Since then, he has had a more itinerant career, including spells in Thailand, Kansas again, and now Lebanon, where he currently plays for Ansar. Capped by the United States at under-20 level, he switched his international allegiance to Lebanon, and has 14 full international caps to date, scoring three times.
2008 – Casey Townsend
The forward, who attended Traverse City West High School in Michigan, won the award after tying the state record by scoring 53 goals and adding 11 assists, leading his school to their first-ever state title. He finished his High School career with a history of 105 goals and 47 assists and was a member of the United States Soccer Federation (USSF) under-20 national team.
After attending the University of Maryland, where he finished fourth in terms of all-time goals scored, he was selected by Chivas USA in the MLS Super Draft. Unfortunately, his professional career failed to match his high school and collegiate achievements; he played for DC United, Tampa Bay Rowdies, and FC Cincinnati, amongst others, but was unable to stay for long at any of them, and retired from the game in 2017.
2003 – Greg Dalby
Whereas most winners of the award have been strikers or midfielders, Dalby was an outstanding defender in high school, twice named California Player of the Year. A graduate of Poway High School in California, he also managed to score 15 goals and provide 16 assists in his high school career.

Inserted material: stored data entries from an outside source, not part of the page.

//! The business directory panel: rows and client-side filtering.
//!
//! `/api/search-businesses` returns a page of directory entries; the filter
//! here narrows them further without another round-trip, the same three-way
//! match the directory page applies: free-text query against name or
//! description, exact category, substring location. All comparisons are on
//! trimmed, lower-cased text.

use serde::Deserialize;

/// Envelope returned by `/api/search-businesses`: one page of entries plus
/// the total match count across all pages.
#[derive(Debug, Clone, Default, Deserialize)]
pub struct DirectoryPayload {
    #[serde(default)]
    pub businesses: Vec<Business>,
    #[serde(default)]
    pub total: u64,
}

/// One business-owner directory entry.
#[derive(Debug, Clone, Default, PartialEq, Deserialize)]
pub struct Business {
    #[serde(default)]
    pub business_name: String,
    #[serde(default)]
    pub description: String,
    #[serde(default)]
    pub category: String,
    #[serde(default)]
    pub location: String,
    #[serde(default)]
    pub latitude: Option<f64>,
    #[serde(default)]
    pub longitude: Option<f64>,
}

fn normalize(s: &str) -> String {
    s.trim().to_lowercase()
}

/// Client-side directory filter. Empty dimensions match everything.
#[derive(Debug, Clone, Default, PartialEq)]
pub struct ListingFilter {
    pub query: String,
    pub category: String,
    pub location: String,
}

impl ListingFilter {
    pub fn is_empty(&self) -> bool {
        self.query.trim().is_empty()
            && self.category.trim().is_empty()
            && self.location.trim().is_empty()
    }

    pub fn matches(&self, business: &Business) -> bool {
        let q = normalize(&self.query);
        let cat = normalize(&self.category);
        let loc = normalize(&self.location);

        let matches_query = q.is_empty()
            || normalize(&business.business_name).contains(&q)
            || normalize(&business.description).contains(&q);
        let matches_category = cat.is_empty() || normalize(&business.category) == cat;
        let matches_location = loc.is_empty() || normalize(&business.location).contains(&loc);

        matches_query && matches_category && matches_location
    }

    /// Borrowed view of the rows that pass the filter.
    pub fn apply<'a>(&self, rows: &'a [Business]) -> Vec<&'a Business> {
        rows.iter().filter(|b| self.matches(b)).collect()
    }
}

/// Distinct non-empty values of one field, sorted, for cycling a filter
/// dimension through what the data actually contains.
pub fn distinct_values<F>(rows: &[Business], field: F) -> Vec<String>
where
    F: Fn(&Business) -> &str,
{
    let mut values: Vec<String> = rows
        .iter()
        .map(|b| field(b).trim().to_string())
        .filter(|v| !v.is_empty())
        .collect();
    values.sort();
    values.dedup();
    values
}

/// Step `current` through `values`: empty → first → … → last → empty.
pub fn cycle_value(values: &[String], current: &str) -> String {
    if values.is_empty() {
        return String::new();
    }
    match values.iter().position(|v| v == current) {
        None => values[0].clone(),
        Some(i) if i + 1 < values.len() => values[i + 1].clone(),
        Some(_) => String::new(),
    }
}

He then went to the University of Notre-Dame, where he became a team captain and was named an All-American in 2005 and 2006.
Dalby was chosen by Colorado Rapids in the MLS draft but instead opted to move to Europe, signing for Belgian side Charleroi. However, he failed to make a single appearance for them and returned to the US, where he signed for Colorado.
He was named the captain of the US Men’s under-20 National Team and featured for them in the 2005 FIFA Youth Championship, but his career failed to live up to that early promise, and he moved into coaching instead.